Platform Copilot is designed to integrate into a customer’s ServiceNow environment and interpret natural language prompts to auto-generate platform configurations. The company says that in addition to accepting text prompts, Platform Copilot can accept diagrams, screenshots of whiteboards, or Visio drawings and automatically generate workflows, configuration data, and is able to test AI-configured workflows.
Enterprise vendors have increasingly looked to bake AI tools into operational applications in recent months. Service providers across the ITSM and ERP industries have made notable investments in accelerating application delivery while reducing dependency on specialized developers. ServiceNow itself added several AI capabilities to its platform over the last two years. Companies like Oracle and SAP have also unveiled their own AI copilots designed to simplify operations and app configuration.

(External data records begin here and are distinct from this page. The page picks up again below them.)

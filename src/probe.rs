//! Side-effect probes for observing pipeline evaluation.

use std::fmt::Display;
use std::fmt::Write as _;
use std::sync::Mutex;
use std::sync::atomic::{AtomicUsize, Ordering};

/// A thread-safe recorder of pipeline side effects.
///
/// `EvalProbe` counts how many times a stage ran and keeps an ordered text
/// log of what flowed through it. Threaded through `inspect`, `map`, or
/// `for_each` closures, it makes laziness, short-circuit consumption, and
/// parallel interleaving observable in assertions.
///
/// The hit counter and the log are updated independently; when both are
/// recorded from multiple threads, the counter is exact while the log order
/// reflects whatever interleaving actually happened.
///
/// # Example
///
/// ```
/// use iterflow::probe::EvalProbe;
///
/// let probe = EvalProbe::new();
/// let found = ["One", "Two", "Three"]
///     .iter()
///     .inspect(|_| probe.mark())
///     .find(|w| w.starts_with('T'));
///
/// assert_eq!(found, Some(&"Two"));
/// assert_eq!(probe.hits(), 2); // "Three" was never consumed
/// ```
#[derive(Debug, Default)]
pub struct EvalProbe {
    hits: AtomicUsize,
    log: Mutex<String>,
}

impl EvalProbe {
    /// Create a probe with zero hits and an empty log.
    #[must_use]
    pub const fn new() -> Self {
        Self {
            hits: AtomicUsize::new(0),
            log: Mutex::new(String::new()),
        }
    }

    /// Record one hit without logging anything.
    pub fn mark(&self) {
        self.hits.fetch_add(1, Ordering::SeqCst);
    }

    /// Record one hit and append `item` to the log.
    pub fn record(&self, item: impl Display) {
        self.mark();
        let mut log = self.log.lock().expect("probe log poisoned");
        // write! to a String is infallible
        let _ = write!(log, "{item}");
    }

    /// Number of hits recorded so far.
    #[must_use]
    pub fn hits(&self) -> usize {
        self.hits.load(Ordering::SeqCst)
    }

    /// The log contents, in the order they were appended.
    #[must_use]
    pub fn log(&self) -> String {
        self.log.lock().expect("probe log poisoned").clone()
    }

    /// Clear the counter and the log.
    ///
    /// # Example
    ///
    /// ```
    /// use iterflow::probe::EvalProbe;
    ///
    /// let probe = EvalProbe::new();
    /// probe.record("One");
    /// probe.reset();
    /// assert_eq!(probe.hits(), 0);
    /// assert_eq!(probe.log(), "");
    /// ```
    pub fn reset(&self) {
        self.hits.store(0, Ordering::SeqCst);
        self.log.lock().expect("probe log poisoned").clear();
    }
}
use std::collections::HashSet;

use iterflow::fixtures::{ordinal_numbers, ordinal_words};
use rayon::prelude::*;

#[test]
fn reduce_joins_in_encounter_order() {
    let joined = ordinal_words()
        .into_iter()
        .reduce(|a, b| format!("{a},{b}"));
    assert_eq!(joined.as_deref(), Some("One,Two,Three,Four,Five"));
}

#[test]
fn parallel_reduce_agrees_for_associative_operations() {
    // Concatenation is associative (though not commutative), so rayon's
    // deterministic combining yields the sequential answer.
    let joined = ordinal_words()
        .into_par_iter()
        .reduce_with(|a, b| format!("{a},{b}"));
    assert_eq!(joined.as_deref(), Some("One,Two,Three,Four,Five"));
}

#[test]
fn reduce_of_an_empty_source_is_absent() {
    assert_eq!(std::iter::empty::<i32>().reduce(|a, b| a + b), None);
}

#[test]
fn fold_threads_a_seed_through_the_sequence() {
    let total = ordinal_numbers().into_iter().fold(10, |acc, n| acc + n);
    assert_eq!(total, 10 + 1 + 2 + 3 + 4 + 5);
}

#[test]
fn fold_performs_mutable_reduction_into_a_collection() {
    let set = ordinal_words().into_iter().fold(HashSet::new(), |mut set, w| {
        set.insert(w);
        set
    });
    assert_eq!(set.len(), 5);
}

#[test]
fn collect_materializes_into_a_set() {
    let set: HashSet<String> = ordinal_words().into_iter().collect();
    assert_eq!(set.len(), 5);
    assert!(set.contains("Four"));
}

#[test]
fn for_each_visits_in_encounter_order() {
    let mut out = String::new();
    ordinal_words().iter().for_each(|w| out.push_str(w));
    assert_eq!(out, "OneTwoThreeFourFive");
}

#[test]
fn sum_and_product_consume_the_whole_sequence() {
    assert_eq!(ordinal_numbers().iter().sum::<i32>(), 15);
    assert_eq!(ordinal_numbers().iter().product::<i32>(), 120);
}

Unlike some of those vendors, Dyna Software is focused specifically on automating the configuration of ServiceNow platforms. Platform Copilot will include additional capabilities like previewing recommended changes prior to implementation, automatically building ATF tests, as well as built-in guardrails and audit logging. The copilot is designed to analyze prompts using generative AI, then “read back” changes to users and provide additional controls to prevent end-users from overwriting sensitive fields or schema.
“AI is beginning to change how enterprise platforms are built and managed, shifting the focus from manual configuration to intelligent collaboration between people and software,” said Dyna Software CEO Ron Browning in a statement. “With Platform Copilot, we are moving toward a future where organizations can express the outcomes they want and the platform itself helps bring those ideas to life. Our vision is to remove the traditional barriers between business intent and technical execution, so companies are more agile, more cost effective and able to unlock the full potential of their ServiceNow investments.”
There is a growing market among enterprise IT organizations for what Dyna Software is calling “distributed development.” Under the model, business users and operations teams are increasingly involved in building out workflows, as opposed to development teams configuring workflows on behalf of users. Low-code and no-code vendors have pursued similar models in recent years, though some experts have raised concerns about governance and technical debt.
Dyna Software suggests that Platform Copilot will help IT leaders balance speed and risk by layering AI-generated development with guardrails. Platform Copilot is built on top of Dyna Software’s GuardRails platform governance product, and includes features like audit logging, testing automation, and schema-aware guardrails.
Workflow automation is set to be a key area of competition for vendors moving forward. Customers operating within ServiceNow’s ecosystem have been under pressure to accelerate deployments while dealing with sprawling workflows across ITOM, human resources, customer service, and field service management. At the same time, demand for ServiceNow developers and admins has far outpaced supply in many organizations.
Dyna Software says that Platform Copilot would allow IT leaders to “deliver production-ready builds in 80% less time.” Companies could also reduce the burden on developer teams by streamlining portions of the platform development lifecycle.
Platform Copilot will be generally available in Q3 2026. The product will be available under a consumption-based pricing model that charges credits for API calls.